* Work required
Return each record shown below exactly, with none omitted.

* Recorded data

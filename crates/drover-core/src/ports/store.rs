//! Store port - 永続化基盤（Redis または InMemory）の抽象化
//!
//! Broker はこの trait だけに依存する。メンバーは不透明な文字列で、
//! すべての操作は単一メンバー単位で atomic であることを前提とする。
//!
//! Two collection shapes:
//! - sorted: member + score, popped highest score first. Equal scores rank by
//!   member bytes (the lexicographically greatest member pops first).
//! - fifo: members popped in push order.

use async_trait::async_trait;
use thiserror::Error;
use tokio_util::sync::CancellationToken;

#[derive(Debug, Clone, PartialEq, Eq, Error)]
pub enum StoreError {
    #[error("store unavailable: {0}")]
    Unavailable(String),

    #[error("store operation cancelled")]
    Cancelled,
}

#[async_trait]
pub trait StoreAdapter: Send + Sync {
    /// Insert (or overwrite the score of) a member in a sorted collection.
    async fn push_sorted(&self, collection: &str, member: &str, score: f64)
    -> Result<(), StoreError>;

    /// Append a member to a fifo collection.
    async fn push_fifo(&self, collection: &str, member: &str) -> Result<(), StoreError>;

    /// Remove and return the highest-scored member, waiting until one exists.
    ///
    /// Exactly one caller wins each member. Returns `Cancelled` once the token
    /// fires; a member is never removed on that path.
    async fn pop_max_blocking(
        &self,
        collection: &str,
        cancel: &CancellationToken,
    ) -> Result<(String, f64), StoreError>;

    /// Remove and return the oldest member of a fifo collection, waiting until
    /// one exists. Same cancellation contract as `pop_max_blocking`.
    async fn pop_fifo_blocking(
        &self,
        collection: &str,
        cancel: &CancellationToken,
    ) -> Result<String, StoreError>;

    /// Update scores of members that are still present. Members that were
    /// popped in the meantime are skipped, never re-inserted.
    ///
    /// Returns how many members were updated.
    async fn rescore_batch(
        &self,
        collection: &str,
        updates: &[(String, f64)],
    ) -> Result<usize, StoreError>;

    /// Every member of a sorted collection with its current score.
    async fn snapshot(&self, collection: &str) -> Result<Vec<(String, f64)>, StoreError>;

    /// Number of pending members (sorted or fifo).
    async fn len(&self, collection: &str) -> Result<usize, StoreError>;

    /// Release connections. Idempotent.
    async fn close(&self) -> Result<(), StoreError>;
}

* Solved exercise
filename crates/drover-core/src/ports/store.rs
//! Store port - 永続化基盤（Redis または InMemory）の抽象化
//!
//! Broker はこの trait だけに依存する。メンバーは不透明な文字列で、
//! すべての操作は単一メンバー単位で atomic であることを前提とする。
//!
//! Two collection shapes:
//! - sorted: member + score, popped highest score first. Equal scores rank by
//!   member bytes (the lexicographically greatest member pops first).
//! - fifo: members popped in push order.

use async_trait::async_trait;
use thiserror::Error;
use tokio_util::sync::CancellationToken;

#[derive(Debug, Clone, PartialEq, Eq, Error)]
pub enum StoreError {
    #[error("store unavailable: {0}")]
    Unavailable(String),

    #[error("store operation cancelled")]
    Cancelled,
}

#[async_trait]
pub trait StoreAdapter: Send + Sync {
    /// Insert (or overwrite the score of) a member in a sorted collection.
    async fn push_sorted(&self, collection: &str, member: &str, score: f64)
    -> Result<(), StoreError>;

    /// Append a member to a fifo collection.
    async fn push_fifo(&self, collection: &str, member: &str) -> Result<(), StoreError>;

    /// Remove and return the highest-scored member, waiting until one exists.
    ///
    /// Exactly one caller wins each member. Returns `Cancelled` once the token
    /// fires; a member is never removed on that path.
    async fn pop_max_blocking(
        &self,
        collection: &str,
        cancel: &CancellationToken,
    ) -> Result<(String, f64), StoreError>;

    /// Remove and return the oldest member of a fifo collection, waiting until
    /// one exists. Same cancellation contract as `pop_max_blocking`.
    async fn pop_fifo_blocking(
        &self,
        collection: &str,
        cancel: &CancellationToken,
    ) -> Result<String, StoreError>;

    /// Update scores of members that are still present. Members that were
    /// popped in the meantime are skipped, never re-inserted.
    ///
    /// Returns how many members were updated.
    async fn rescore_batch(
        &self,
        collection: &str,
        updates: &[(String, f64)],
    ) -> Result<usize, StoreError>;

    /// Every member of a sorted collection with its current score.
    async fn snapshot(&self, collection: &str) -> Result<Vec<(String, f64)>, StoreError>;

    /// Number of pending members (sorted or fifo).
    async fn len(&self, collection: &str) -> Result<usize, StoreError>;

    /// Release connections. Idempotent.
    async fn close(&self) -> Result<(), StoreError>;
}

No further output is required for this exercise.